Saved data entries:
========
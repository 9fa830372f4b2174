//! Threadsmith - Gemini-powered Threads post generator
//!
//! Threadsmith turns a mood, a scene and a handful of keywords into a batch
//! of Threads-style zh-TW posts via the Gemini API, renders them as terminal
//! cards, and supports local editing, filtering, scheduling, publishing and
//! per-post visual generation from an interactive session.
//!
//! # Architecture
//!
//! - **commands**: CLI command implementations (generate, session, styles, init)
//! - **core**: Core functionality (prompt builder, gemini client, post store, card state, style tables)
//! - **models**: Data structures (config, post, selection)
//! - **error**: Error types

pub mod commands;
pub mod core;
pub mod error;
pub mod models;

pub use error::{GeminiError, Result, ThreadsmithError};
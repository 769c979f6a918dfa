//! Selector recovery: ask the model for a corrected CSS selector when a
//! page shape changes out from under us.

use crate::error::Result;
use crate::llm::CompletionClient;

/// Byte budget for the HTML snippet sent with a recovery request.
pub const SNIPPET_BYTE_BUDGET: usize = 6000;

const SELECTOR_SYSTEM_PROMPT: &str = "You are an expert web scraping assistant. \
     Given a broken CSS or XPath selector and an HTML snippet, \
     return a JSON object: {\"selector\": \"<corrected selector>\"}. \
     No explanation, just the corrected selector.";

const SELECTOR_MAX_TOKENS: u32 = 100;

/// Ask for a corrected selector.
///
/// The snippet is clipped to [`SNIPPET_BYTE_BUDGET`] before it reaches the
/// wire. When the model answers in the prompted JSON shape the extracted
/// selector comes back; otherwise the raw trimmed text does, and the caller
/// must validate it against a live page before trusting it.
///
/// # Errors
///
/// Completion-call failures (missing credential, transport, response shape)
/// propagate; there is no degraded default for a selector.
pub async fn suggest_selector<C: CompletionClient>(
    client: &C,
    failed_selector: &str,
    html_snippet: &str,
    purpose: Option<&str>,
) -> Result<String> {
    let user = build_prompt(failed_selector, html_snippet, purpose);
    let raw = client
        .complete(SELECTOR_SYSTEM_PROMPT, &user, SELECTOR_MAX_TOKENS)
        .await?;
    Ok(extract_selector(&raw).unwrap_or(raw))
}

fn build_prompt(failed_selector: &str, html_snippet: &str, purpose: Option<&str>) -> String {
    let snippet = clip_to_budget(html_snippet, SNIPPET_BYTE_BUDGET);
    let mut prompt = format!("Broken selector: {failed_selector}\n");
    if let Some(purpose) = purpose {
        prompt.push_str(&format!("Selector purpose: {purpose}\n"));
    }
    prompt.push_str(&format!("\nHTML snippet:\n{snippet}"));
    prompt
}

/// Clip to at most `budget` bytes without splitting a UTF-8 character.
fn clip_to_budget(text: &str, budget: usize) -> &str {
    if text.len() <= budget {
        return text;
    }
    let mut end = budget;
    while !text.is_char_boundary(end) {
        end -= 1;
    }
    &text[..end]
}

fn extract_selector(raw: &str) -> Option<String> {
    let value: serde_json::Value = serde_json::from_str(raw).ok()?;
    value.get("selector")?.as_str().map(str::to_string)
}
========
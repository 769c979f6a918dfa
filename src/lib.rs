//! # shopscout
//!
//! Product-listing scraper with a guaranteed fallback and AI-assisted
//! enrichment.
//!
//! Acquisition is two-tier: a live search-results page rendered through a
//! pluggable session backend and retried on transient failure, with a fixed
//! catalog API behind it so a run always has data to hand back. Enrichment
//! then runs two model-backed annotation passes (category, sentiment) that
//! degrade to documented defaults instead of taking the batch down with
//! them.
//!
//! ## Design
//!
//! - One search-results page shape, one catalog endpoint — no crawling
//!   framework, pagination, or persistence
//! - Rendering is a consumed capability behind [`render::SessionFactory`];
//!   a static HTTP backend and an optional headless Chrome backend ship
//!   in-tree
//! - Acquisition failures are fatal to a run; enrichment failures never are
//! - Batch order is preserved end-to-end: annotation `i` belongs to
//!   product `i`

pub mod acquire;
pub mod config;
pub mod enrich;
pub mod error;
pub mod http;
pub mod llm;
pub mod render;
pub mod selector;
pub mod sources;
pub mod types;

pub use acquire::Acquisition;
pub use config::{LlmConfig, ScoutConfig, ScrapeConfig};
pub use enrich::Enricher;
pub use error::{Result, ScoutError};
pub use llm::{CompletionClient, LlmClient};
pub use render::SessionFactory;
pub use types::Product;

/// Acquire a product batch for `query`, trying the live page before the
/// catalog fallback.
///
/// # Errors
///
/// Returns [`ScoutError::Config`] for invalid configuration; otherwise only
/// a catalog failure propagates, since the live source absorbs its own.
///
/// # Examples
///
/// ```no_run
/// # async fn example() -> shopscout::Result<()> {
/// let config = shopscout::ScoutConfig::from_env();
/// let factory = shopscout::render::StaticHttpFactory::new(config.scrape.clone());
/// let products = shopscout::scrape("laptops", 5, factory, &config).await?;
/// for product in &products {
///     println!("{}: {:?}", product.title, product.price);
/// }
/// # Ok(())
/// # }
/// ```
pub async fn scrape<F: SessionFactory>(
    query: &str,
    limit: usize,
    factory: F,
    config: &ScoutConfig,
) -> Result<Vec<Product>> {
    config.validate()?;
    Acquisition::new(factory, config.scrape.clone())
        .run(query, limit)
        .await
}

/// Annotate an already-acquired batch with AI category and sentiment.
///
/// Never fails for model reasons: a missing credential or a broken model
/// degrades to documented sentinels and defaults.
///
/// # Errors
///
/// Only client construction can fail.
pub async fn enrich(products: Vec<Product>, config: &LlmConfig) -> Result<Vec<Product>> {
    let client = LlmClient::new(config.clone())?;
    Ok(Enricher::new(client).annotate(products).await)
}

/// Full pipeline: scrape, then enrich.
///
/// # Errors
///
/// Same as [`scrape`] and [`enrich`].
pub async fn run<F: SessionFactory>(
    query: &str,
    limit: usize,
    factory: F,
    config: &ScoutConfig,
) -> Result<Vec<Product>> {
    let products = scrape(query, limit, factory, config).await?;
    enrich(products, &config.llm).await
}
========
### Assignment
Using the data above, reproduce exactly the lines from the line that contains "selector when a" through the line that contains "shape the extracted", including both.

### Response for this exercise
//! Selector recovery: ask the model for a corrected CSS selector when a
//! page shape changes out from under us.

use crate::error::Result;
use crate::llm::CompletionClient;

/// Byte budget for the HTML snippet sent with a recovery request.
pub const SNIPPET_BYTE_BUDGET: usize = 6000;

const SELECTOR_SYSTEM_PROMPT: &str = "You are an expert web scraping assistant. \
     Given a broken CSS or XPath selector and an HTML snippet, \
     return a JSON object: {\"selector\": \"<corrected selector>\"}. \
     No explanation, just the corrected selector.";

const SELECTOR_MAX_TOKENS: u32 = 100;

/// Ask for a corrected selector.
///
/// The snippet is clipped to [`SNIPPET_BYTE_BUDGET`] before it reaches the
/// wire. When the model answers in the prompted JSON shape the extracted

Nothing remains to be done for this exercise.